The UK currently operates an old-fashioned UK-wide, one-nation tariff for energy. Businesses in the middle of London pay the same tariff for energy as they do in Orkney or Inverness.

(Domestic consumers in the energy-producing areasof the north of Scotland actually pay more than in London - the tariff is the same but standing charges are higher. More importantly, most of rural Scotland has no access to the gas network so their energy bills are typically double the much-quoted UK ‘average’ and fuel poverty is a real issue - in the Western Isles fuel poverty is the highest in Scotland at 57%).

The UK’s one-price tariff made sense 30 years ago when the grid was connected to large coal fired power stations which were centrally located and served all consumers. But it doesn’t make sense in today’s world which has more diffuse sources of power, often located a long way from population centres.

2 Why does the UK pay to turn off cheap power production in Scotland while importing more expensive power from elsewhere?

Scotland is producing huge amounts of renewable energy from offshore and onshore wind. But the grid connectors are not strong enough to move that power to the south of England. That is in part because of lack of investment in the privatised national grid. It is partly because of opposition to building pylons and interconnectors to take the power to England. 

That in a nutshell is why the UK pays to turn off cheap power in Scotland while importing more expensive electricity from abroad. That is not going to change any time soon under a UK pricing model. 

Power-producing projects in Scotland are backed up for decades waiting to get connected to the National Grid. Most of the offshore wind permissions in the controversial ScotWind auction currently look like they will never be built because the grid just can’t take them. 

Power generation companies that do get a grid connection have to pay ten times as much as those in the south of England - that is another disincentive to make the most of Scotland’s energy potential. 

It is wasteful that on a windy day in the Northern Isles the wind turbines are switched off - because the companies are being paid NOT to produce power. At the same time, Scots are forced to pay the highest energy bills in Europe. It is a crazy situation which has been allowed to drag on for too long by Westminster - because, essentially, they have not cared enough to do anything about it. 

There needs to be more investment in the physical grid - but that is only a partial solution to the problem. Rethinking how we use, distribute, and store energy is also important. 

3 What is locational pricing?

Many countries including Italy, the USA and New Zealand have another way of addressing this issue - locational pricing. If you make energy cheaper for businesses in areas where it is plentiful that sends price signals to the market. They can base energy-intensive businesses there from green steel to hydrogen to databases, and in turn that helps to make their products cheaper to produce and more competitive globally. 

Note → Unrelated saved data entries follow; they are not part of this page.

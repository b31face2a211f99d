//! Operator alert channel.
//!
//! Conditions a person at the front desk must see: a refused visitor and a
//! record the remote store did not take. Delivered over a
//! `tokio::sync::broadcast` channel so any number of screens can listen.

use svims_records::RecordError;
use svims_types::VisitorId;
use svims_verification::{RejectionReason, SessionId};
use tokio::sync::broadcast;

/// Alerts kept for a slow subscriber before it starts missing some.
const ALERT_BUFFER: usize = 64;

#[derive(Clone, Debug, PartialEq, Eq)]
pub enum OperatorAlert {
    /// Entry refused. The session is held until someone acknowledges.
    SecurityAlert {
        session: SessionId,
        reason: RejectionReason,
    },
    /// A finished record did not reach a sink. The admission stands.
    PersistenceFailed {
        record_id: VisitorId,
        sink: &'static str,
        error: RecordError,
    },
}

#[derive(Clone)]
pub struct AlertChannel {
    tx: broadcast::Sender<OperatorAlert>,
}

impl AlertChannel {
    pub fn new() -> Self {
        let (tx, _) = broadcast::channel(ALERT_BUFFER);
        Self { tx }
    }

    /// Get a receiver for every alert published from now on.
    pub fn subscribe(&self) -> broadcast::Receiver<OperatorAlert> {
        self.tx.subscribe()
    }

    /// Publish to current subscribers. With nobody listening the alert is
    /// dropped; it has already been logged.
    pub fn publish(&self, alert: OperatorAlert) {
        let _ = self.tx.send(alert);
    }
}

impl Default for AlertChannel {
    fn default() -> Self {
        Self::new()
    }
}
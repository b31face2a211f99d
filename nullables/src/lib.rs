//! Nullable infrastructure for deterministic testing.
//!
//! Everything outside the workflow (clock, signal providers, record stores)
//! sits behind a trait. This crate provides test-friendly implementations that:
//! - Return deterministic values
//! - Can be controlled programmatically, including injected faults and hangs
//! - Never touch the network
//!
//! Usage: swap real implementations for nullables in tests.

pub mod clock;
pub mod records;
pub mod signals;

pub use clock::NullClock;
pub use records::NullRecordSink;
pub use signals::{Fault, NullSignalProvider, SignalCall};
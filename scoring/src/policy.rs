//! Scoring weights and admission thresholds.
//!
//! Every value is configurable; [`ScorePolicy::default`] is the reference
//! policy the kiosk ships with.

use serde::{Deserialize, Serialize};
use svims_types::VisitPurpose;

use crate::ScoringError;

/// Highest possible trust score.
pub const MAX_TOTAL: u8 = 100;

/// Number of weighted components summed into the total.
pub const COMPONENT_COUNT: u8 = 4;

/// Scores strictly above this are admitted without staff involvement.
pub const DEFAULT_ALLOW_THRESHOLD: u8 = 80;

/// Scores at or below this are denied.
pub const DEFAULT_DENY_THRESHOLD: u8 = 50;

/// Basis-point denominator for the biometric weight.
pub const BPS_DENOMINATOR: u32 = 10_000;

#[derive(Clone, Debug, PartialEq, Eq, Serialize, Deserialize)]
#[serde(default)]
pub struct ScorePolicy {
    /// Upper bound of every individual component.
    pub component_cap: u8,

    /// Duration component. A placeholder until a visit-history lookup exists.
    pub duration_points: u8,

    /// Biometric weight in basis points (2500 = confidence × 0.25),
    /// rounded half up and capped at `component_cap`.
    pub biometric_weight_bps: u32,

    /// Consistency component for a known regular visitor.
    pub returning_points: u8,

    /// Consistency component for a first-time visitor.
    pub new_visitor_points: u8,

    /// Purposes that earn `priority_purpose_points`.
    pub priority_purposes: Vec<VisitPurpose>,
    pub priority_purpose_points: u8,
    pub standard_purpose_points: u8,

    /// `total > allow_threshold` → Allowed.
    pub allow_threshold: u8,

    /// `total <= deny_threshold` → Denied; anything between is StaffVerify.
    pub deny_threshold: u8,
}

impl Default for ScorePolicy {
    fn default() -> Self {
        Self {
            component_cap: 25,
            duration_points: 25,
            biometric_weight_bps: 2_500,
            returning_points: 25,
            new_visitor_points: 10,
            priority_purposes: vec![VisitPurpose::Meeting, VisitPurpose::Interview],
            priority_purpose_points: 25,
            standard_purpose_points: 15,
            allow_threshold: DEFAULT_ALLOW_THRESHOLD,
            deny_threshold: DEFAULT_DENY_THRESHOLD,
        }
    }
}

impl ScorePolicy {
    /// Check that the policy keeps every total inside `0..=100` and that the
    /// thresholds carve out three non-empty bands.
    pub fn validate(&self) -> Result<(), ScoringError> {
        let max_cap = MAX_TOTAL / COMPONENT_COUNT;
        if self.component_cap > max_cap {
            return Err(ScoringError::CapTooLarge {
                cap: self.component_cap,
                max: MAX_TOTAL,
            });
        }

        let fixed = [
            ("duration", self.duration_points),
            ("returning", self.returning_points),
            ("new visitor", self.new_visitor_points),
            ("priority purpose", self.priority_purpose_points),
            ("standard purpose", self.standard_purpose_points),
        ];
        for (component, points) in fixed {
            if points > self.component_cap {
                return Err(ScoringError::ComponentAboveCap {
                    component,
                    points,
                    cap: self.component_cap,
                });
            }
        }

        if self.allow_threshold > MAX_TOTAL {
            return Err(ScoringError::AllowThresholdTooHigh(self.allow_threshold));
        }
        if self.deny_threshold >= self.allow_threshold {
            return Err(ScoringError::ThresholdsInverted {
                deny: self.deny_threshold,
                allow: self.allow_threshold,
            });
        }
        Ok(())
    }

    pub fn is_priority(&self, purpose: VisitPurpose) -> bool {
        self.priority_purposes.contains(&purpose)
    }
}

An example of an industry that needs cheap power is aluminium smelting. Aluminium is the most common metal in the earth’s crust but the process of refining it is energy intensive - there is only one plant in the UK that is still economically viable. That is near Fort William and it is still there because of its legacy of hydropower creation, which allows it to create its own cheap energy. Making more cheap energy available could boost aluminium production - and that metal could go into the production of electric cars, for example.  

When it comes to the locational pricing model, you can use technology to make the areas where different prices operate quite granular - that is called nodal pricing. You can also modify prices by time period or even more dynamically - emerging energy storage technology will be able to respond quickly to take more energy when it is available and store it. 

  • You can keep the tariff the same for consumers while just offering cheaper energy to businesses. Or you can offer it to consumers too, perhaps with special incentives to use power at certain times, e.g. during the night in northern Scotland. That might encourage more people in those areas to shift to electric cars, knowing they would be very cheap to run. It would also be fairer for households in those energy-producing areas, to address the real problem of extra-high bills, which many resent. 

Conclusion

If Scotland was independent it would not be forced to see its energy potential go to waste due to political inaction at Westminster, If the UK’s new government is serious about being ‘pro-growth’ they will immediately grasp the nettle of energy price reform. 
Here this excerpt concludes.